- TO DO
From the first line to the last, print the data exactly as written.
════════════════
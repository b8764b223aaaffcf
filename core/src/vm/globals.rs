use std::sync::{Arc, RwLock};

use crate::util::sync::{read, write};
use crate::val::Val;

/// Global value table addressed by compile-time index. Shared by a VM, its
/// clones, spawned tasks and every function created from its code: a store
/// from any of them is visible to all. Each access takes the lock only for
/// the single read or write.
#[derive(Debug, Default)]
pub struct Globals {
    names: RwLock<Vec<Arc<str>>>,
    values: RwLock<Vec<Val>>,
}

impl Globals {
    pub fn new(names: Vec<Arc<str>>, mut values: Vec<Val>) -> Arc<Self> {
        values.resize(names.len(), Val::Nil);
        Arc::new(Self {
            names: RwLock::new(names),
            values: RwLock::new(values),
        })
    }

    pub fn len(&self) -> usize {
        read(&self.names).len()
    }

    pub fn is_empty(&self) -> bool {
        self.len() == 0
    }

    #[inline]
    pub fn get(&self, idx: usize) -> Option<Val> {
        read(&self.values).get(idx).cloned()
    }

    /// Returns false when `idx` is outside the table.
    #[inline]
    pub fn set(&self, idx: usize, value: Val) -> bool {
        match write(&self.values).get_mut(idx) {
            Some(slot) => {
                *slot = value;
                true
            }
            None => false,
        }
    }

    pub fn index_of(&self, name: &str) -> Option<usize> {
        read(&self.names).iter().position(|n| n.as_ref() == name)
    }

    pub fn lookup(&self, name: &str) -> Option<Val> {
        self.index_of(name).and_then(|idx| self.get(idx))
    }

    pub fn names(&self) -> Vec<Arc<str>> {
        read(&self.names).clone()
    }

    /// Grow the table to match a layout produced by incremental compilation.
    /// Existing slots keep their values; new ones start as nil.
    pub(crate) fn extend_to(&self, layout: &[Arc<str>]) {
        let mut names = write(&self.names);
        if layout.len() <= names.len() {
            return;
        }
        let start = names.len();
        names.extend(layout[start..].iter().cloned());
        write(&self.values).resize(names.len(), Val::Nil);
    }
}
════════════════
- YOUR SOLUTION
repository b8764b223aaaffcf
filename core/src/vm/globals.rs
use std::sync::{Arc, RwLock};

use crate::util::sync::{read, write};
use crate::val::Val;

/// Global value table addressed by compile-time index. Shared by a VM, its
/// clones, spawned tasks and every function created from its code: a store
/// from any of them is visible to all. Each access takes the lock only for
/// the single read or write.
#[derive(Debug, Default)]
pub struct Globals {
    names: RwLock<Vec<Arc<str>>>,
    values: RwLock<Vec<Val>>,
}

impl Globals {
    pub fn new(names: Vec<Arc<str>>, mut values: Vec<Val>) -> Arc<Self> {
        values.resize(names.len(), Val::Nil);
        Arc::new(Self {
            names: RwLock::new(names),
            values: RwLock::new(values),
        })
    }

    pub fn len(&self) -> usize {
        read(&self.names).len()
    }

    pub fn is_empty(&self) -> bool {
        self.len() == 0
    }

    #[inline]
    pub fn get(&self, idx: usize) -> Option<Val> {
        read(&self.values).get(idx).cloned()
    }

    /// Returns false when `idx` is outside the table.
    #[inline]
    pub fn set(&self, idx: usize, value: Val) -> bool {
        match write(&self.values).get_mut(idx) {
            Some(slot) => {
                *slot = value;
                true
            }
            None => false,
        }
    }

    pub fn index_of(&self, name: &str) -> Option<usize> {
        read(&self.names).iter().position(|n| n.as_ref() == name)
    }

    pub fn lookup(&self, name: &str) -> Option<Val> {
        self.index_of(name).and_then(|idx| self.get(idx))
    }

    pub fn names(&self) -> Vec<Arc<str>> {
        read(&self.names).clone()
    }

    /// Grow the table to match a layout produced by incremental compilation.
    /// Existing slots keep their values; new ones start as nil.
    pub(crate) fn extend_to(&self, layout: &[Arc<str>]) {
        let mut names = write(&self.names);
        if layout.len() <= names.len() {
            return;
        }
        let start = names.len();
        names.extend(layout[start..].iter().cloned());
        write(&self.values).resize(names.len(), Val::Nil);
    }
}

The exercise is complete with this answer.